U.S. crude oil futures fell more than 15 percent, while futures for the S&P 500 jumped 2.2 percent by 8:05 p.m. ET, and Dow futures rose 930 points or 2 percent.
President Trump’s decision, made late Tuesday, was contingent on Tehran agreeing to a two-week ceasefire and the reopening of the Strait of Hormuz.
He had previously threatened strikes on Iranian bridges, power plants, and other civilian targets. Iran’s Supreme National Security Council accepted the two-week ceasefire, with its foreign minister confirming passage through the strait would be allowed for the next two weeks under Iranian military management.

Futures for U.S. crude oil sank 14.7 percent to $96.27 a barrel, while Brent crude oil, the international standard, dropped 14.4 percent to $93.48. The price remains well above where it was at the start of the war.
Meanwhile, as trading in Asia got underway, Japan’s Nikkei rose more than 4 percent and South Korea’s Kospi gained 6 percent.
Earlier, U.S. stocks swung sharply during regular trading as uncertainty about the war with Iran increased after Trump had threatened that a “whole civilization will die tonight, never to be brought back again” if Iran does not meet his deadline at 8 p.m.
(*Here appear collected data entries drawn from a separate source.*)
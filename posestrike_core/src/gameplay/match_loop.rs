use std::sync::atomic::{AtomicBool, Ordering};
use std::sync::Arc;
use std::thread::{self, JoinHandle};
use std::time::Duration;

use crossbeam_channel::{select, unbounded, Receiver, Sender};
use pose_data::landmark::LandmarkSet;
use pose_data::player::PlayerKey;
use tracing::{debug, info, warn};

use crate::config::GameConfig;
use crate::error::SessionError;
use crate::events::GameEvent;
use crate::frame::FrameSlot;
use crate::gameplay::combo::{ComboScorer, MatchOutcome};
use crate::pose::compare::{AngleComparator, REQUIRED_KEYPOINTS};
use crate::pose::sampler::PoseSampler;
use crate::pose::source::{LandmarkSource, ReferenceImages};
use crate::pose::ReferencePose;
use crate::store::SharedStore;
use crate::time::clock::Clock;

/// Cyclic cursor over the reference image identifiers.
#[derive(Debug, Clone)]
pub struct ReferenceCycle {
    images: Vec<String>,
    cursor: usize,
}

impl ReferenceCycle {
    pub fn new(images: Vec<String>) -> Self {
        Self { images, cursor: 0 }
    }

    pub fn current(&self) -> Option<(usize, &str)> {
        self.images
            .get(self.cursor)
            .map(|image| (self.cursor, image.as_str()))
    }

    /// Moves to the next image, wrapping at the end.
    pub fn advance(&mut self) {
        if !self.images.is_empty() {
            self.cursor = (self.cursor + 1) % self.images.len();
        }
    }

    pub fn len(&self) -> usize {
        self.images.len()
    }

    pub fn is_empty(&self) -> bool {
        self.images.is_empty()
    }
}

/// What one tick of the loop did.
#[derive(Debug, Clone, Copy, PartialEq, Eq)]
pub enum TickOutcome {
    /// Nothing published since the last processed frame.
    NoFrame,
    /// No reference image could be turned into a complete pose.
    NoReference,
    /// The live frame never produced every required keypoint.
    IncompletePose,
    NoMatch,
    /// Similar, but not yet held long enough to score.
    Holding,
    Matched(MatchOutcome),
    RoundOver,
}

#[derive(Debug, Clone, Copy, PartialEq, Eq)]
pub struct LoopSummary {
    pub score: u32,
    pub matches: u32,
}

enum LoopCommand {
    Skip,
    Wake,
}

/// Compares the newest camera frame against the current reference pose and
/// drives scoring.
///
/// `tick` runs one cycle and can be driven by hand; `spawn` runs ticks on a
/// background thread until stopped.
pub struct MatchLoop<F, S, R> {
    source: S,
    references: R,
    cycle: ReferenceCycle,
    reference: Option<ReferencePose>,
    sampler: PoseSampler,
    comparator: AngleComparator,
    scorer: ComboScorer,
    frames: Arc<FrameSlot<F>>,
    clock: Arc<dyn Clock>,
    events: Sender<GameEvent>,
    player: Option<(SharedStore, PlayerKey)>,

    last_generation: u64,
    matching: bool,
    hold_started: Option<f64>,
    started_at: Option<f64>,
    matches: u32,

    match_hold: f64,
    round_duration: Option<f64>,
    poll_interval: Duration,
}

impl<F, S, R> MatchLoop<F, S, R>
where
    S: LandmarkSource<F>,
    R: ReferenceImages<F>,
{
    pub fn new(
        config: &GameConfig,
        source: S,
        references: R,
        images: Vec<String>,
        frames: Arc<FrameSlot<F>>,
        clock: Arc<dyn Clock>,
        events: Sender<GameEvent>,
    ) -> Self {
        Self {
            source,
            references,
            cycle: ReferenceCycle::new(images),
            reference: None,
            sampler: PoseSampler::new(config.sample_attempts),
            comparator: AngleComparator::new(config.similarity_threshold_deg),
            scorer: ComboScorer::from_config(config),
            frames,
            clock,
            events,
            player: None,
            last_generation: 0,
            matching: false,
            hold_started: None,
            started_at: None,
            matches: 0,
            match_hold: config.match_hold_secs,
            round_duration: config.round_duration_secs,
            poll_interval: config.poll_interval(),
        }
    }

    /// Credits matches to `key` in `store` as they happen.
    pub fn with_player(mut self, store: SharedStore, key: PlayerKey) -> Self {
        self.player = Some((store, key));
        self
    }

    pub fn score(&self) -> u32 {
        self.scorer.score
    }

    pub fn multiplier(&self) -> u32 {
        self.scorer.multiplier()
    }

    pub fn reference(&self) -> Option<&ReferencePose> {
        self.reference.as_ref()
    }

    pub fn is_matching(&self) -> bool {
        self.matching
    }

    pub fn summary(&self) -> LoopSummary {
        LoopSummary {
            score: self.scorer.score,
            matches: self.matches,
        }
    }

    fn emit(&self, event: GameEvent) {
        let _ = self.events.send(event);
    }

    fn set_matching(&mut self, is_match: bool) {
        if self.matching != is_match {
            self.matching = is_match;
            self.emit(GameEvent::MatchStatusChanged { is_match });
        }
    }

    /// Runs one poll cycle.
    pub fn tick(&mut self) -> TickOutcome {
        let now = self.clock.now();
        let started = *self.started_at.get_or_insert(now);

        if let Some(duration) = self.round_duration {
            if now - started >= duration {
                self.emit(GameEvent::RoundOver);
                return TickOutcome::RoundOver;
            }
        }

        if let Some(multiplier) = self.scorer.expire(now) {
            debug!(multiplier, "combo expired");
            self.emit(GameEvent::ComboChanged { multiplier });
        }

        if self.reference.is_none() && !self.load_reference() {
            return TickOutcome::NoReference;
        }

        let frame = match self.frames.latest() {
            Some(frame) if frame.generation != self.last_generation => frame,
            _ => return TickOutcome::NoFrame,
        };
        self.last_generation = frame.generation;

        let live = match self
            .sampler
            .sample(&mut self.source, &*frame.image, &REQUIRED_KEYPOINTS)
        {
            Ok(live) => live,
            Err(e) => {
                debug!(generation = frame.generation, error = %e, "skipping frame");
                self.hold_started = None;
                return TickOutcome::IncompletePose;
            }
        };

        let Some(reference) = self.reference.as_ref() else {
            return TickOutcome::NoReference;
        };
        let result = match self.comparator.compare(&reference.landmarks, &live) {
            Ok(result) => result,
            Err(e) => {
                warn!(error = %e, "comparison rejected a sampled pose");
                self.hold_started = None;
                return TickOutcome::IncompletePose;
            }
        };

        self.set_matching(result.is_match);
        if !result.is_match {
            self.hold_started = None;
            if let Some(joint) = result.failed_joint() {
                debug!(
                    joint = joint.joint,
                    delta = joint.delta_deg,
                    "pose does not match"
                );
            }
            return TickOutcome::NoMatch;
        }

        let since = *self.hold_started.get_or_insert(now);
        if now - since < self.match_hold {
            return TickOutcome::Holding;
        }
        self.hold_started = None;

        let outcome = self.scorer.record_match(now);
        self.matches += 1;
        info!(
            score = outcome.score,
            multiplier = outcome.multiplier,
            "pose matched"
        );
        self.emit(GameEvent::ScoreChanged {
            score: outcome.score,
        });
        self.emit(GameEvent::ComboChanged {
            multiplier: outcome.multiplier,
        });
        self.credit_player(outcome.score);
        self.advance_reference();

        TickOutcome::Matched(outcome)
    }

    /// Moves to the next reference image without scoring.
    pub fn skip(&mut self) {
        info!("reference skipped");
        self.advance_reference();
    }

    fn credit_player(&self, score: u32) {
        if let Some((store, key)) = &self.player {
            let mut store = store.lock();
            store.set_score(key, score);
            if let Err(e) = store.update_leaderboard(key, score) {
                warn!(error = %e, "failed to persist leaderboard");
            }
        }
    }

    fn advance_reference(&mut self) {
        self.cycle.advance();
        self.reference = None;
        self.hold_started = None;
        self.load_reference();
    }

    /// Extracts the pose of the image under the cursor. Images that never
    /// yield a complete pose are skipped, trying each image at most once.
    fn load_reference(&mut self) -> bool {
        for _ in 0..self.cycle.len() {
            let Some((index, image)) = self.cycle.current() else {
                return false;
            };
            let image = image.to_string();
            match self.extract_reference(&image) {
                Ok(pose) => {
                    info!(index, image = %image, "reference pose ready");
                    self.emit(GameEvent::ReferenceChanged {
                        index,
                        image: image.clone(),
                    });
                    self.reference = Some(ReferencePose {
                        index,
                        image,
                        landmarks: pose,
                    });
                    return true;
                }
                Err(e) => {
                    warn!(index, image = %image, error = %e, "unusable reference image");
                    self.cycle.advance();
                }
            }
        }
        false
    }

    fn extract_reference(&mut self, image: &str) -> anyhow::Result<LandmarkSet> {
        let pixels = self.references.resolve(image)?;
        let landmarks = self
            .sampler
            .sample(&mut self.source, &pixels, &REQUIRED_KEYPOINTS)?;
        Ok(landmarks)
    }

    fn run(mut self, stop: &AtomicBool, commands: &Receiver<LoopCommand>) -> LoopSummary {
        info!(references = self.cycle.len(), "match loop started");
        loop {
            if stop.load(Ordering::Acquire) {
                break;
            }
            if self.tick() == TickOutcome::RoundOver {
                break;
            }
            select! {
                recv(commands) -> command => match command {
                    Ok(LoopCommand::Skip) => self.skip(),
                    Ok(LoopCommand::Wake) => {}
                    Err(_) => break,
                },
                default(self.poll_interval) => {}
            }
        }
        let summary = self.summary();
        info!(score = summary.score, matches = summary.matches, "match loop stopped");
        summary
    }
}

impl<F, S, R> MatchLoop<F, S, R>
where
    F: Send + Sync + 'static,
    S: LandmarkSource<F> + 'static,
    R: ReferenceImages<F> + 'static,
{
    /// Starts the loop on its own thread.
    pub fn spawn(self) -> Result<LoopHandle, SessionError> {
        let stop = Arc::new(AtomicBool::new(false));
        let (commands_tx, commands_rx) = unbounded();

        let thread_stop = Arc::clone(&stop);
        let thread = thread::Builder::new()
            .name("match-loop".into())
            .spawn(move || self.run(&thread_stop, &commands_rx))
            .map_err(SessionError::Spawn)?;

        Ok(LoopHandle {
            stop,
            commands: commands_tx,
            thread: Some(thread),
        })
    }
}

/// Control side of a spawned [`MatchLoop`]. Dropping it stops the loop.
pub struct LoopHandle {
    stop: Arc<AtomicBool>,
    commands: Sender<LoopCommand>,
    thread: Option<JoinHandle<LoopSummary>>,
}

impl LoopHandle {
    pub fn skip(&self) {
        let _ = self.commands.send(LoopCommand::Skip);
    }

    /// Asks the loop to exit. It finishes the tick in progress, if any, and
    /// starts no new comparison.
    pub fn stop(&self) {
        self.stop.store(true, Ordering::Release);
        let _ = self.commands.send(LoopCommand::Wake);
    }

    /// True once the loop has exited, e.g. when the round timer ran out.
    pub fn is_finished(&self) -> bool {
        self.thread.as_ref().map_or(true, |t| t.is_finished())
    }

    /// Stops the loop and waits for it.
    pub fn join(mut self) -> Result<LoopSummary, SessionError> {
        self.stop();
        match self.thread.take() {
            Some(thread) => thread.join().map_err(|_| SessionError::LoopPanicked),
            None => Err(SessionError::LoopPanicked),
        }
    }
}

impl Drop for LoopHandle {
    fn drop(&mut self) {
        self.stop.store(true, Ordering::Release);
    }
}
Eastern time to open the Strait of Hormuz.
The S&P 500 fell as much as 1.2 percent but stocks rallied at the end of trading after Pakistan’s prime minister urged Trump to extend his deadline for another two weeks and asked Iran to open up the strait for the same amount of time.
The S&P 500 erased all its losses and ended with a modest gain of 0.1 percent. The Dow Jones Industrial Average dipped 85 points, or 0.2 percent, and the Nasdaq composite added 0.1 percent.
They’re the latest swings to hit financial markets since late February because of deep uncertainty about when the fighting may end.
Oil prices were likewise shaky. The price for a barrel of benchmark U.S. crude to be delivered in May briefly climbed above $117 before settling at $112.95.
Oil prices have spiked because the war has snarled the production and transportation of crude in the Persian Gulf. Much of that oil exits the gulf through the Strait of Hormuz to reach customers around the world, but Iran has blocked it to enemies.
The worry in markets has been that a long-term disruption will keep oil prices high for a long time and send a painful wave of inflation crashing through the global economy. Trump kept traders on edge by making a series of threats to blow up Iranian power plants only to delay several times.
The average price for a gallon of regular gasoline across the United States has leaped to $4.14, according to AAA. It was below $3 a couple days before the United States and Israel launched attacks to begin the war in late February.
In the bond market, Treasury yields eased on word of a potential cease-fire. The yield on the 10-year Treasury fell to 4.24 percent from 4.30 percent earlier Tuesday.
That’s still well above its 3.97 percent level from before the war, and the rise has pushed up rates for mortgages and other loans going to U.S. households and businesses, which slows the economy.